From the Research
POLG myopathy is a genetic mitochondrial disorder that requires a multidisciplinary approach for management, focusing on symptom management and avoiding valproic acid to prevent liver failure, as supported by the most recent study on the topic 1. The condition typically presents with progressive muscle weakness, exercise intolerance, and neurological symptoms including seizures, ataxia, and peripheral neuropathy. Patients may also experience liver dysfunction, gastrointestinal problems, and sensory abnormalities.

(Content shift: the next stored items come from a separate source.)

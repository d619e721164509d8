//! Benchmarks for hybrid-shuffle write and read paths
//!
//! Run with: cargo bench

use criterion::{BenchmarkId, Criterion, black_box, criterion_group, criterion_main};
use hybrid_shuffle::strategy::{SpillingInfo, SpillingStrategy, SubpartitionSpillingInfo};
use hybrid_shuffle::{
    BlockingListener, GlobalBufferPool, HybridShuffleConfig, IoExecutor, NoOpListener,
    ReadBufferPool, ResultPartition, ResultPartitionBuilder, SpillingStrategyType,
};
use std::sync::Arc;
use std::time::Duration;
use tempfile::TempDir;

const BUFFER_SIZE: usize = 32 * 1024;

fn create_partition(
    dir: &TempDir,
    num_subpartitions: usize,
    pool_size: usize,
    executor: &Arc<IoExecutor>,
) -> Arc<ResultPartition> {
    let global = GlobalBufferPool::new(pool_size, BUFFER_SIZE).unwrap();
    ResultPartitionBuilder::new()
        .with_num_subpartitions(num_subpartitions)
        .with_buffer_size(BUFFER_SIZE)
        .with_buffer_pool_factory(move || global.create_buffer_pool(pool_size))
        .with_read_buffer_pool(ReadBufferPool::new(64 * BUFFER_SIZE, BUFFER_SIZE).unwrap())
        .with_read_io_executor(Arc::clone(executor))
        .with_spill_path(dir.path().join("bench"))
        .build()
        .unwrap()
}

/// Benchmark emitting records that are consumed straight from memory
fn bench_emit_and_consume(c: &mut Criterion) {
    let mut group = c.benchmark_group("emit_and_consume");
    let executor = Arc::new(IoExecutor::new(2));

    for size in [64usize, 1024, 16 * 1024, 64 * 1024].iter() {
        group.bench_with_input(BenchmarkId::from_parameter(size), size, |b, &size| {
            let temp_dir = TempDir::new().unwrap();
            let partition = create_partition(&temp_dir, 1, 64, &executor);
            let view = partition
                .create_subpartition_view(0, Arc::new(NoOpListener))
                .unwrap();
            let record = vec![0xabu8; size];

            b.iter(|| {
                partition.emit_record(black_box(&record), 0).unwrap();
                while let Some(next) = view.get_next_buffer().unwrap() {
                    black_box(next.buffer().readable_bytes());
                }
            });
        });
    }

    group.finish();
}

/// Benchmark broadcasting to many subpartitions
fn bench_broadcast(c: &mut Criterion) {
    let mut group = c.benchmark_group("broadcast_record");
    let executor = Arc::new(IoExecutor::new(2));

    for subpartitions in [4usize, 32, 256].iter() {
        group.bench_with_input(
            BenchmarkId::from_parameter(subpartitions),
            subpartitions,
            |b, &subpartitions| {
                let temp_dir = TempDir::new().unwrap();
                let partition = create_partition(&temp_dir, subpartitions, 64, &executor);
                let views: Vec<_> = (0..subpartitions)
                    .map(|i| {
                        partition
                            .create_subpartition_view(i, Arc::new(NoOpListener))
                            .unwrap()
                    })
                    .collect();
                let record = vec![0x5au8; 4096];

                b.iter(|| {
                    partition.broadcast_record(black_box(&record)).unwrap();
                    for view in &views {
                        while let Some(next) = view.get_next_buffer().unwrap() {
                            black_box(next.buffer().readable_bytes());
                        }
                    }
                });
            },
        );
    }

    group.finish();
}

/// Benchmark a write that overflows the pool, followed by reading everything back
fn bench_spill_and_read_back(c: &mut Criterion) {
    let mut group = c.benchmark_group("spill_and_read_back");
    group.sample_size(20);
    let executor = Arc::new(IoExecutor::new(4));

    for strategy in [SpillingStrategyType::Full, SpillingStrategyType::Selective] {
        group.bench_function(format!("{:?}", strategy), |b| {
            b.iter(|| {
                let temp_dir = TempDir::new().unwrap();
                let global = GlobalBufferPool::new(16, BUFFER_SIZE).unwrap();
                let partition = ResultPartitionBuilder::new()
                    .with_num_subpartitions(4)
                    .with_buffer_size(BUFFER_SIZE)
                    .with_buffer_pool_factory(move || global.create_buffer_pool(16))
                    .with_read_buffer_pool(
                        ReadBufferPool::new(64 * BUFFER_SIZE, BUFFER_SIZE).unwrap(),
                    )
                    .with_read_io_executor(Arc::clone(&executor))
                    .with_spill_path(temp_dir.path().join("bench"))
                    .with_config(HybridShuffleConfig::default().with_spilling_strategy(strategy))
                    .build()
                    .unwrap();

                let record = vec![1u8; BUFFER_SIZE];
                for i in 0..256 {
                    partition.emit_record(&record, i % 4).unwrap();
                }
                partition.finish().unwrap();

                for subpartition in 0..4 {
                    let listener = Arc::new(BlockingListener::new());
                    let view = partition
                        .create_subpartition_view(subpartition, listener.clone())
                        .unwrap();
                    loop {
                        match view.get_next_buffer().unwrap() {
                            Some(next) if next.buffer().is_buffer() => {
                                black_box(next.buffer().readable_bytes());
                            }
                            Some(_) => break,
                            None => {
                                listener.wait_for_data_timeout(Duration::from_secs(10));
                            }
                        }
                    }
                }
                partition.release();
            });
        });
    }

    group.finish();
}

/// Benchmark spilling decisions over many subpartitions
fn bench_strategy_decide(c: &mut Criterion) {
    let mut group = c.benchmark_group("strategy_decide");

    for strategy in [SpillingStrategyType::Full, SpillingStrategyType::Selective] {
        let config = HybridShuffleConfig::default().with_spilling_strategy(strategy);
        let spilling = SpillingStrategy::from_config(&config, 1000);
        let info = SpillingInfo {
            pool_size: 1000,
            num_requested_buffers: 1000,
            subpartitions: (0..100)
                .map(|i| SubpartitionSpillingInfo {
                    subpartition: i,
                    backlog: 10 + i % 7,
                    next_sequence_to_consume: (i % 3) as u64,
                    resident: (10..20).collect(),
                })
                .collect(),
        };

        group.bench_function(format!("{:?}", strategy), |b| {
            b.iter(|| black_box(spilling.decide(black_box(&info))));
        });
    }

    group.finish();
}

criterion_group!(
    benches,
    bench_emit_and_consume,
    bench_broadcast,
    bench_spill_and_read_back,
    bench_strategy_decide
);
criterion_main!(benches);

Key Features of POLG Myopathy
- Progressive muscle weakness
- Exercise intolerance
- Neurological symptoms such as seizures, ataxia, and peripheral neuropathy
- Liver dysfunction
- Gastrointestinal problems
- Sensory abnormalities Diagnosis involves genetic testing for POLG mutations, muscle biopsy showing ragged red fibers, and laboratory tests revealing elevated lactate levels.
Diagnostic Approach
- Genetic testing for POLG mutations
- Muscle biopsy
- Laboratory tests for elevated lactate levels Treatment is primarily supportive, focusing on symptom management with physical therapy, anti-seizure medications like levetiracetam (500-1500mg twice daily), and nutritional supplements such as coenzyme Q10 (100-600mg daily), L-carnitine (1-3g daily), and riboflavin (100-400mg daily) 2.
Treatment Options
- Physical therapy
- Anti-seizure medications like levetiracetam
- Nutritional supplements such as coenzyme Q10, L-carnitine, and riboflavin Regular monitoring of liver function, cardiac status, and neurological symptoms is essential, as the condition progresses at variable rates, with some forms appearing in childhood (Alpers syndrome) and others in adulthood 3, 4, 5.